⟨

impl PanelCore {
    fn state(&self) -> MutexGuard<'_, PanelState> {
        self.state.lock().unwrap_or_else(|poisoned| poisoned.into_inner())
    }

    fn transition(&self) -> MutexGuard<'_, ()> {
        self.transition
            .lock()
            .unwrap_or_else(|poisoned| poisoned.into_inner())
    }

    fn pin(&self) -> MutexGuard<'_, PinEntry> {
        self.pin.lock().unwrap_or_else(|poisoned| poisoned.into_inner())
    }

    fn confirm(&self) -> ConfirmOutcome {
        let entered = self.pin().take();
        let outcome = match self.secrets.classify(&entered) {
            PinMatch::ArmToggle => self.toggle_arm(),
            PinMatch::Sos => self.send_sos(),
            PinMatch::Resize => self.toggle_fullscreen(),
            PinMatch::None => self.reject(),
        };
        self.pin().clear();
        self.indicator.pin_length(0);
        outcome
    }

    fn toggle_arm(&self) -> ConfirmOutcome {
        let transition = self.transition();
        let step = {
            let mut state = self.state();
            if state.closed {
                ArmStep::Closed
            } else if let Some(session) = state.cooldown.as_mut() {
                session.abort_requested = true;
                session.elapsed_ticks = 0;
                ArmStep::Abort
            } else if state.arm_state.is_armed() {
                state.arm_state = ArmState::Disarmed;
                ArmStep::Disarm
            } else {
                state.cooldown = Some(CooldownSession::default());
                ArmStep::StartCooldown
            }
        };
        match step {
            ArmStep::Closed => {
                log::debug!("panel is shutting down, arm request ignored");
                ConfirmOutcome::Rejected
            }
            ArmStep::Abort => {
                log::info!("arming abort requested");
                self.indicator.armed_changed(false);
                ConfirmOutcome::AbortRequested
            }
            ArmStep::Disarm => {
                self.disarm();
                ConfirmOutcome::Disarmed
            }
            ArmStep::StartCooldown => {
                drop(transition);
                self.run_cooldown()
            }
        }
    }

    fn run_cooldown(&self) -> ConfirmOutcome {
        let total = self.timing.cooldown_ticks;
        log::info!("arming in {} ticks", total);
        self.indicator.pin_accepted();
        for tick in 1..=total {
            self.indicator.progress(tick, total);
            std::thread::sleep(self.timing.cooldown_tick);
            if let Some(session) = self.state().cooldown.as_mut() {
                if !session.abort_requested {
                    session.elapsed_ticks = tick;
                }
            }
        }
        self.indicator.progress(0, total);

        let _transition = self.transition();
        let proceed = {
            let mut state = self.state();
            let requested = state
                .cooldown
                .take()
                .map_or(false, |session| !session.abort_requested);
            let proceed = requested && !state.closed;
            if proceed {
                state.arm_state = ArmState::Armed;
            }
            proceed
        };
        if !proceed {
            log::info!("arming was aborted");
            return ConfirmOutcome::CooldownAborted;
        }
        self.arm();
        ConfirmOutcome::Armed
    }

    /// Store side of arming. The caller holds `transition` and has already
    /// recorded the armed state.
    fn arm(&self) {
        if let Err(e) = self.store.flush_all() {
            log::warn!("could not clear store before arming: {:#}", e);
        } else {
            log::debug!("store cleared");
        }
        if let Err(e) = self.commands.send(AlarmCommand::Standard) {
            log::error!("{:#}", e);
        }
        if !self.fullscreen.swap(true, Ordering::SeqCst) {
            self.indicator.fullscreen_changed(true);
        }
        if let Err(e) = self.store.set_arm_state(ArmState::Armed) {
            log::warn!("could not write armed status: {:#}", e);
        }
        self.indicator.armed_changed(true);
        log::info!("alarm system armed");
    }

    /// Store side of disarming. The caller holds `transition` and has already
    /// recorded the disarmed state.
    fn disarm(&self) {
        if let Err(e) = self.commands.send(AlarmCommand::None) {
            log::error!("{:#}", e);
        }
        self.indicator.armed_changed(false);
        if let Err(e) = self.store.set_arm_state(ArmState::Disarmed) {
            log::warn!("could not write disarmed status: {:#}", e);
        }
        log::info!("alarm system disarmed");
    }

    fn send_sos(&self) -> ConfirmOutcome {
        if let Err(e) = self.commands.send(AlarmCommand::Sos) {
            log::error!("{:#}", e);
        }
        log::info!("SOS alarm queued");
        let flash = self.timing.sos_flash;
        self.indicator
            .progress(SOS_PROGRESS_MIDPOINT, SOS_PROGRESS_STEPS);
        std::thread::sleep(flash / 3);
        self.indicator.progress(SOS_PROGRESS_STEPS, SOS_PROGRESS_STEPS);
        std::thread::sleep(flash.saturating_sub(flash / 3));
        self.indicator.progress(0, SOS_PROGRESS_STEPS);
        ConfirmOutcome::SosSent
    }

    fn toggle_fullscreen(&self) -> ConfirmOutcome {
        let fullscreen = !self.fullscreen.fetch_xor(true, Ordering::SeqCst);
        log::debug!("fullscreen {}", if fullscreen { "on" } else { "off" });
        self.indicator.fullscreen_changed(fullscreen);
        ConfirmOutcome::ScreenToggled { fullscreen }
    }

    fn reject(&self) -> ConfirmOutcome {
        log::debug!("pin rejected");
        self.indicator.pin_rejected();
        std::thread::sleep(self.timing.reject_flash);
        ConfirmOutcome::Rejected
    }
}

⟩

The exact lines of the material above starting at the one that contains "else if state.arm_state.is_armed()" and ending at the one that contains "std::thread::sleep(self.timing.cooldown_tick);" are what to retype; leave out everything else.

            } else if state.arm_state.is_armed() {
                state.arm_state = ArmState::Disarmed;
                ArmStep::Disarm
            } else {
                state.cooldown = Some(CooldownSession::default());
                ArmStep::StartCooldown
            }
        };
        match step {
            ArmStep::Closed => {
                log::debug!("panel is shutting down, arm request ignored");
                ConfirmOutcome::Rejected
            }
            ArmStep::Abort => {
                log::info!("arming abort requested");
                self.indicator.armed_changed(false);
                ConfirmOutcome::AbortRequested
            }
            ArmStep::Disarm => {
                self.disarm();
                ConfirmOutcome::Disarmed
            }
            ArmStep::StartCooldown => {
                drop(transition);
                self.run_cooldown()
            }
        }
    }

    fn run_cooldown(&self) -> ConfirmOutcome {
        let total = self.timing.cooldown_ticks;
        log::info!("arming in {} ticks", total);
        self.indicator.pin_accepted();
        for tick in 1..=total {
            self.indicator.progress(tick, total);
            std::thread::sleep(self.timing.cooldown_tick);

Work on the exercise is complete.